EXTRACTED INFORMATION:
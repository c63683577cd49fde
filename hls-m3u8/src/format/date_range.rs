use std::fmt::Display;

use smol_str::SmolStr;

use crate::{
    attributes::{AttributeListWriter, AttributeMap, Attributes},
    error::TagError,
    format::{Tag, directives, directives::attr},
};

const KNOWN: &[&str] = &[
    attr::ID,
    attr::CLASS,
    attr::CUE,
    attr::START_DATE,
    attr::END_DATE,
    attr::DURATION,
    attr::PLANNED_DURATION,
    attr::SCTE35_CMD,
    attr::SCTE35_OUT,
    attr::SCTE35_IN,
    attr::END_ON_NEXT,
];

/// `#EXT-X-DATERANGE`
///
/// `X-` client attributes are not modelled and live in `attributes`.
#[derive(Debug, Clone, Default, PartialEq)]
#[cfg_attr(feature = "serde", derive(serde::Serialize, serde::Deserialize))]
pub struct DateRangeItem {
    pub id: Option<SmolStr>,
    pub class: Option<SmolStr>,
    pub cue: Option<SmolStr>,
    pub start_date: Option<SmolStr>,
    pub end_date: Option<SmolStr>,
    pub duration: Option<f64>,
    pub planned_duration: Option<f64>,
    pub scte35_cmd: Option<SmolStr>,
    pub scte35_out: Option<SmolStr>,
    pub scte35_in: Option<SmolStr>,
    pub end_on_next: bool,
    pub attributes: AttributeMap,
}

impl DateRangeItem {
    pub fn parse(text: &str) -> Result<Self, TagError> {
        let attributes = Attributes::parse(text);

        Ok(Self {
            id: attributes.string(attr::ID),
            class: attributes.string(attr::CLASS),
            cue: attributes.string(attr::CUE),
            start_date: attributes.string(attr::START_DATE),
            end_date: attributes.string(attr::END_DATE),
            duration: attributes.float(attr::DURATION)?,
            planned_duration: attributes.float(attr::PLANNED_DURATION)?,
            scte35_cmd: attributes.string(attr::SCTE35_CMD),
            scte35_out: attributes.string(attr::SCTE35_OUT),
            scte35_in: attributes.string(attr::SCTE35_IN),
            end_on_next: attributes.contains(attr::END_ON_NEXT),
            attributes: attributes.residual(KNOWN),
        })
    }
}

impl Display for DateRangeItem {
    fn fmt(&self, f: &mut std::fmt::Formatter<'_>) -> std::fmt::Result {
        let mut writer = AttributeListWriter::new();
        writer
            .quoted_opt(attr::ID, self.id.as_ref())
            .quoted_opt(attr::CLASS, self.class.as_ref())
            .quoted_opt(attr::CUE, self.cue.as_ref())
            .quoted_opt(attr::START_DATE, self.start_date.as_ref())
            .quoted_opt(attr::END_DATE, self.end_date.as_ref())
            .plain_opt(attr::DURATION, self.duration)
            .plain_opt(attr::PLANNED_DURATION, self.planned_duration)
            .residual(&self.attributes)
            .plain_opt(attr::SCTE35_CMD, self.scte35_cmd.as_ref())
            .plain_opt(attr::SCTE35_OUT, self.scte35_out.as_ref())
            .plain_opt(attr::SCTE35_IN, self.scte35_in.as_ref());
        if self.end_on_next {
            writer.yes_no_opt(attr::END_ON_NEXT, Some(true));
        }

        write!(f, "{}:{}", directives::DATE_RANGE, writer)
    }
}

impl Tag for DateRangeItem {}

#[cfg(test)]
mod tests {
    use super::*;

    #[test]
    fn test_date_range_item_parse() {
        let line = concat!(
            r#"#EXT-X-DATERANGE:ID="splice-6FFFFFF0",CLASS="test_class","#,
            r#"START-DATE="2014-03-05T11:15:00Z",END-DATE="2014-03-05T11:16:00Z","#,
            r#"DURATION=60.1,PLANNED-DURATION=59.993,X-CUSTOM="value","#,
            "SCTE35-OUT=0xFC002F0000000000FF0,END-ON-NEXT=YES",
        );

        let item = DateRangeItem::parse(line).unwrap();
        assert_eq!(item.id.as_deref(), Some("splice-6FFFFFF0"));
        assert_eq!(item.class.as_deref(), Some("test_class"));
        assert_eq!(item.cue, None);
        assert_eq!(item.start_date.as_deref(), Some("2014-03-05T11:15:00Z"));
        assert_eq!(item.end_date.as_deref(), Some("2014-03-05T11:16:00Z"));
        assert_eq!(item.duration, Some(60.1));
        assert_eq!(item.planned_duration, Some(59.993));
        assert_eq!(item.scte35_out.as_deref(), Some("0xFC002F0000000000FF0"));
        assert_eq!(item.scte35_in, None);
        assert!(item.end_on_next);
        assert_eq!(item.attributes.get("X-CUSTOM").unwrap(), "\"value\"");

        assert_eq!(item.to_string(), line);
    }

    #[test]
    fn test_date_range_item_minimal() {
        let line = r#"#EXT-X-DATERANGE:ID="ad1",START-DATE="2014-03-05T11:15:00Z",DURATION=60"#;
        let item = DateRangeItem::parse(line).unwrap();
        assert!(!item.end_on_next);
        assert_eq!(item.to_string(), line);
    }

    #[test]
    fn test_date_range_item_invalid_duration() {
        assert!(DateRangeItem::parse(r#"#EXT-X-DATERANGE:ID="x",DURATION=long"#).is_err());
    }
}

WHAT YOU WILL DO:
Copy every line in the data above that has the string "Result" in it.

ANSWER BELOW:
    pub fn parse(text: &str) -> Result<Self, TagError> {
    fn fmt(&self, f: &mut std::fmt::Formatter<'_>) -> std::fmt::Result {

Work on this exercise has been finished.